2009-04-03 / Columnists

Beachcomber

In the "Nero fiddles while Rome burns" category, take note of our State Senate Democrats, who can't find the time to bail out the MTA so that locals can commute to work and eat during the same month, but can pass a law that mandates that motor vehicle accident reports note whether or not cell phone use played a part in the accident. This is such an important issue that New York is only the second state in the union to mandate an addition noting cell phone use on state accident reports. You would think that the Senate has more important things to think about.

Far Rockaway High School graduate (Class of '67) Bob Matson, who now lives in Brooklyn sent a letter to the Daily News recently about another FRHS graduate, Bernie Madoff (Class of '55). "As a graduate of FRHS, I fondly remember one intimidating history teacher, Mr. Tietze. When he would find a student who skipped class earlier in the day, Mr. Tietze would chase the student right to the dean's office, roaring, "Don't you dare cut my class." Now, I can imagine Mr. Tietze intimidating FRHS graduate Bernie Madoff, chasing him up the courthouse steps and roaring, "Don't you dare cut my pension." Only an old-Rockaway hand would remember Tietze, who did, in fact, intimidate generations of Far Rockaway students (including The Wave's editor). Unfortunately, Tietze passed away a number of years ago, or else he might well have chased Madoff up the courthouse steps.

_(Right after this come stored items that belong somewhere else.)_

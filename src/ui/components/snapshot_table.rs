//! Snapshot table widget

use crossterm::event::{KeyCode, KeyEvent};
use ratatui::{
    layout::{Constraint, Direction, Layout, Rect},
    text::{Line, Span},
    widgets::{Block, Borders, Paragraph, Row as TableRow, Table, TableState},
    Frame,
};
use unicode_width::{UnicodeWidthChar, UnicodeWidthStr};

use crate::core::{Column, Row, TableData};
use crate::ui::style::TableStyle;

/// Header line plus the rule under it
const HEADER_HEIGHT: u16 = 2;

/// Navigable table over one formatted snapshot
pub struct SnapshotTable {
    columns: Vec<Column>,
    rows: Vec<Row>,
    state: TableState,
    focused: bool,
    style: TableStyle,
    page_height: usize,
}

impl SnapshotTable {
    /// Create a focused table with the first row selected
    pub fn new(data: TableData, style: TableStyle) -> Self {
        let mut state = TableState::default();
        if !data.rows.is_empty() {
            state.select(Some(0));
        }
        Self {
            columns: data.columns,
            rows: data.rows,
            state,
            focused: true,
            page_height: usize::from(style.page_height),
            style,
        }
    }

    pub fn columns(&self) -> &[Column] {
        &self.columns
    }

    pub fn rows(&self) -> &[Row] {
        &self.rows
    }

    pub fn focused(&self) -> bool {
        self.focused
    }

    pub fn focus(&mut self) {
        self.focused = true;
    }

    pub fn blur(&mut self) {
        self.focused = false;
    }

    /// Index of the selected row, `None` only for an empty table
    pub fn selected(&self) -> Option<usize> {
        self.state.selected()
    }

    pub fn selected_row(&self) -> Option<&Row> {
        self.state.selected().and_then(|idx| self.rows.get(idx))
    }

    /// Apply a navigation key. Returns whether the key was consumed.
    ///
    /// A blurred table ignores every key.
    pub fn handle_key(&mut self, key: KeyEvent) -> bool {
        if !self.focused {
            return false;
        }

        let page = self.page_height.max(1);
        let half_page = (page / 2).max(1);

        match key.code {
            KeyCode::Up | KeyCode::Char('k') => self.move_up(1),
            KeyCode::Down | KeyCode::Char('j') => self.move_down(1),
            // Half page, with or without ctrl
            KeyCode::Char('u') => self.move_up(half_page),
            KeyCode::Char('d') => self.move_down(half_page),
            KeyCode::PageUp | KeyCode::Char('b') => self.move_up(page),
            KeyCode::PageDown | KeyCode::Char('f') | KeyCode::Char(' ') => self.move_down(page),
            KeyCode::Home | KeyCode::Char('g') => self.goto_top(),
            KeyCode::End | KeyCode::Char('G') => self.goto_bottom(),
            _ => return false,
        }
        true
    }

    fn move_up(&mut self, n: usize) {
        if let Some(i) = self.state.selected() {
            self.state.select(Some(i.saturating_sub(n)));
        }
    }

    fn move_down(&mut self, n: usize) {
        if let Some(i) = self.state.selected() {
            let last = self.rows.len().saturating_sub(1);
            self.state.select(Some(i.saturating_add(n).min(last)));
        }
    }

    fn goto_top(&mut self) {
        if !self.rows.is_empty() {
            self.state.select(Some(0));
        }
    }

    fn goto_bottom(&mut self) {
        if !self.rows.is_empty() {
            self.state.select(Some(self.rows.len() - 1));
        }
    }

    /// Width of the bordered table with every column at full size
    pub fn natural_width(&self) -> u16 {
        let padding = self.style.cell_padding * 2;
        let content: u16 = self.columns.iter().map(|c| c.width + padding).sum();
        content + 2
    }

    /// Height of the bordered table showing one full page
    pub fn natural_height(&self) -> u16 {
        self.style.page_height + HEADER_HEIGHT + 2
    }

    /// Render inside a single-line border
    pub fn render(&mut self, frame: &mut Frame, area: Rect, title: &str) {
        let block = Block::default()
            .title(title.to_string())
            .borders(Borders::ALL)
            .border_type(self.style.border_type)
            .border_style(self.style.border);

        let inner = block.inner(area);
        frame.render_widget(block, area);

        let layout = Layout::default()
            .direction(Direction::Vertical)
            .constraints([
                Constraint::Length(1), // Header
                Constraint::Length(1), // Rule
                Constraint::Min(0),    // Body
            ])
            .split(inner);

        let header = header_line(&self.columns, &self.style);
        frame.render_widget(Paragraph::new(header), layout[0]);

        let rule = "─".repeat(usize::from(layout[1].width));
        frame.render_widget(
            Paragraph::new(Line::from(Span::styled(rule, self.style.border))),
            layout[1],
        );

        self.page_height = usize::from(layout[2].height).max(1);
        let table = build_table(&self.columns, &self.rows, &self.style, self.focused);
        frame.render_stateful_widget(table, layout[2], &mut self.state);
    }
}

fn constraints(columns: &[Column], style: &TableStyle) -> Vec<Constraint> {
    columns
        .iter()
        .map(|c| Constraint::Length(c.width + style.cell_padding * 2))
        .collect()
}

fn pad(value: &str, width: u16, padding: u16) -> String {
    let side = " ".repeat(usize::from(padding));
    format!("{}{}{}", side, truncate(value, usize::from(width)), side)
}

fn header_line(columns: &[Column], style: &TableStyle) -> Line<'static> {
    let spans: Vec<Span> = columns
        .iter()
        .map(|c| {
            let text = pad(c.title, c.width, style.cell_padding);
            let target = usize::from(c.width + style.cell_padding * 2);
            let fill = target.saturating_sub(text.width());
            Span::styled(format!("{}{}", text, " ".repeat(fill)), style.header)
        })
        .collect();
    Line::from(spans)
}

fn build_table<'a>(
    columns: &'a [Column],
    rows: &'a [Row],
    style: &TableStyle,
    focused: bool,
) -> Table<'a> {
    let body: Vec<TableRow> = rows
        .iter()
        .map(|row| {
            let cells: Vec<String> = columns
                .iter()
                .zip(row.iter())
                .map(|(c, value)| pad(value, c.width, style.cell_padding))
                .collect();
            TableRow::new(cells).style(style.cell)
        })
        .collect();

    let highlight = if focused {
        style.selected
    } else {
        style.cell
    };

    Table::new(body, constraints(columns, style))
        .column_spacing(0)
        .row_highlight_style(highlight)
}

/// Cut `value` to `width` display cells, marking the cut with an ellipsis
pub fn truncate(value: &str, width: usize) -> String {
    if value.width() <= width {
        return value.to_string();
    }

    let limit = width.saturating_sub(1);
    let mut out = String::new();
    let mut used = 0;
    for ch in value.chars() {
        let w = ch.width().unwrap_or(0);
        if used + w > limit {
            break;
        }
        used += w;
        out.push(ch);
    }
    out.push('…');
    out
}

#[cfg(test)]
mod tests {
    use super::*;
    use crossterm::event::KeyModifiers;
    use ratatui::backend::TestBackend;
    use ratatui::Terminal;

    fn create_test_table(rows: usize) -> SnapshotTable {
        let data = TableData {
            columns: vec![Column::new("ID", 4), Column::new("Name", 8)],
            rows: (0..rows)
                .map(|i| vec![format!("{:04}", i), format!("name-{}", i)])
                .collect(),
        };
        SnapshotTable::new(data, TableStyle::default())
    }

    #[test]
    fn test_table_creation() {
        let table = create_test_table(3);
        assert!(table.focused());
        assert_eq!(table.selected(), Some(0));
        assert_eq!(table.selected_row().unwrap()[1], "name-0");
    }

    #[test]
    fn test_empty_table() {
        let mut table = create_test_table(0);
        assert_eq!(table.selected(), None);
        assert!(table.selected_row().is_none());

        table.handle_key(KeyEvent::from(KeyCode::Down));
        table.handle_key(KeyEvent::from(KeyCode::End));
        assert_eq!(table.selected(), None);
    }

    #[test]
    fn test_navigation_clamps() {
        let mut table = create_test_table(3);

        table.handle_key(KeyEvent::from(KeyCode::Up));
        assert_eq!(table.selected(), Some(0));

        table.handle_key(KeyEvent::from(KeyCode::Char('j')));
        table.handle_key(KeyEvent::from(KeyCode::Down));
        table.handle_key(KeyEvent::from(KeyCode::Down));
        assert_eq!(table.selected(), Some(2));

        table.handle_key(KeyEvent::from(KeyCode::Char('k')));
        assert_eq!(table.selected(), Some(1));
    }

    #[test]
    fn test_paging() {
        let mut table = create_test_table(50);

        table.handle_key(KeyEvent::from(KeyCode::PageDown));
        assert_eq!(table.selected(), Some(20));

        table.handle_key(KeyEvent::new(KeyCode::Char('d'), KeyModifiers::CONTROL));
        assert_eq!(table.selected(), Some(30));

        table.handle_key(KeyEvent::new(KeyCode::Char('u'), KeyModifiers::CONTROL));
        assert_eq!(table.selected(), Some(20));

        table.handle_key(KeyEvent::from(KeyCode::Char('d')));
        assert_eq!(table.selected(), Some(30));

        table.handle_key(KeyEvent::from(KeyCode::Char('u')));
        assert_eq!(table.selected(), Some(20));

        table.handle_key(KeyEvent::from(KeyCode::Char('G')));
        assert_eq!(table.selected(), Some(49));

        table.handle_key(KeyEvent::from(KeyCode::Char('g')));
        assert_eq!(table.selected(), Some(0));
    }

    #[test]
    fn test_blurred_table_ignores_keys() {
        let mut table = create_test_table(3);
        table.blur();
        assert!(!table.focused());

        assert!(!table.handle_key(KeyEvent::from(KeyCode::Down)));
        assert_eq!(table.selected(), Some(0));

        table.focus();
        assert!(table.handle_key(KeyEvent::from(KeyCode::Down)));
        assert_eq!(table.selected(), Some(1));
    }

    #[test]
    fn test_unknown_key_not_consumed() {
        let mut table = create_test_table(3);
        assert!(!table.handle_key(KeyEvent::from(KeyCode::Char('x'))));
    }

    #[test]
    fn test_truncate() {
        assert_eq!(truncate("nginx", 10), "nginx");
        assert_eq!(truncate("nginx", 5), "nginx");
        assert_eq!(truncate("nginx:latest", 6), "nginx…");
    }

    #[test]
    fn test_natural_size() {
        let table = create_test_table(1);
        assert_eq!(table.natural_width(), 4 + 2 + 8 + 2 + 2);
        assert_eq!(table.natural_height(), 24);
    }

    #[test]
    fn test_rendering() {
        let backend = TestBackend::new(30, 8);
        let mut terminal = Terminal::new(backend).unwrap();
        let mut table = create_test_table(2);

        terminal
            .draw(|f| {
                let area = f.area();
                table.render(f, area, "");
            })
            .unwrap();

        let buffer = terminal.backend().buffer();
        assert_eq!(buffer[(0, 0)].symbol(), "┌");
        let header: String = (0..30).map(|x| buffer[(x, 1)].symbol()).collect();
        assert!(header.contains("ID"));
        assert!(header.contains("Name"));
        let first_row: String = (0..30).map(|x| buffer[(x, 3)].symbol()).collect();
        assert!(first_row.contains("name-0"));
    }
}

New York Daily News reporter Brendon Brosh, who once worked for The Wave, ran a story last week detailing the political contributions that Howard Bovers, who heads the Atlantic Sea Island Group made to local legislators. That is the company that wants to build a massive sea island off the coast of Rockaway, an island that would house a terminal for liquefied natural gas tankers bringing the fuel from other nations. The one man who can stop the project dead in its tracks, as many locals want, is Governor David Paterson. Brosh says that Bovers contributed $5 thousand to Paterson's campaign. He gave money to Representative Peter King, former Governor Eliot Spitzer and Hillary Clinton. A spokesperson for Paterson told Brosh that he would not be swayed by a campaign contribution, but that remains to be seen.

Dan Mirkin, the president of the Rockaway Rotary Club, would like to hear from local adults who, as students, were honored at the Rotary's Annual Award Luncheon.. Each year, Rotary honors one student from each of the Rockaway and Broad Channel schools at a luncheon. Last week, Rotary member Barbara Morris brought Broad Channel resident Margaret Wagner to the meeting. Wagner revealed that she had been the honoree from the St. Virgilius School in 1978. Former honorees are urged to contact any Rotary member or to call John Howley at 718-945-2700.

One of the new schools coming next September to PS 225 will be called The Waterside School for Leadership. Catchy name. PS 225 is one of the schools being closed by the city because of continual failure. The school promises to educate the entire child "through music, drama, visual arts, technology, film, writing and dance."

Those of you who viewed the inaugural showing of "Kings" on February 15 got a good view of Arverne By The Sea, even if you didn't recognize it. The battle scene, in which David conquers the tank named "Goliath" was filmed at a vacant section of the massive project last May. What took four days to shoot in Rockaway took up about two minutes of film in the actual program. That's show biz.

Arverne By The Sea officials have notified the Rockaway Beach Civic Association that the infrastructure improvements mandated under its contract with the city will be commenced in short order. The 60,000 square-foot Super Stop & Shop supermarket still has some issues with the MTA and its right-of-way along the elevated subway line, but those should be settled in "early 2009," although the work clearly has not begun. The Transit Plaza, which will include stores, is awaiting a Department of Buildings permit, but contracts have been signed for the inclusion of a "American Grill Brick Oven" restaurant. ABTS is also expecting to sign contracts with a dry cleaner, a bank and a dental office shortly. As for the YMCA, an issue that has become a controversial one in Rockaway, ABTS says that it is awaiting a Buildings Department permit and the piles will be driven in the next month or two. Total construction time is expected to be between 14 and 16 months from the time the piles are driven.

The northeastern United States is most likely to see the largest sea level rise from man-made global warning, a new study warns. However much the oceans rise normally by the end of the century, add an extra eight or ten inches for coastal areas of New York City (that includes Rockaway) a computergenerated model shows. University of Maryland scientists, who did the study, say that all of the coastline will go, as will the subway system and large chunks of Manhattan and Long Island. Don't worry too much about it, however, because the scientists say you have until 2100 to pack up and move out.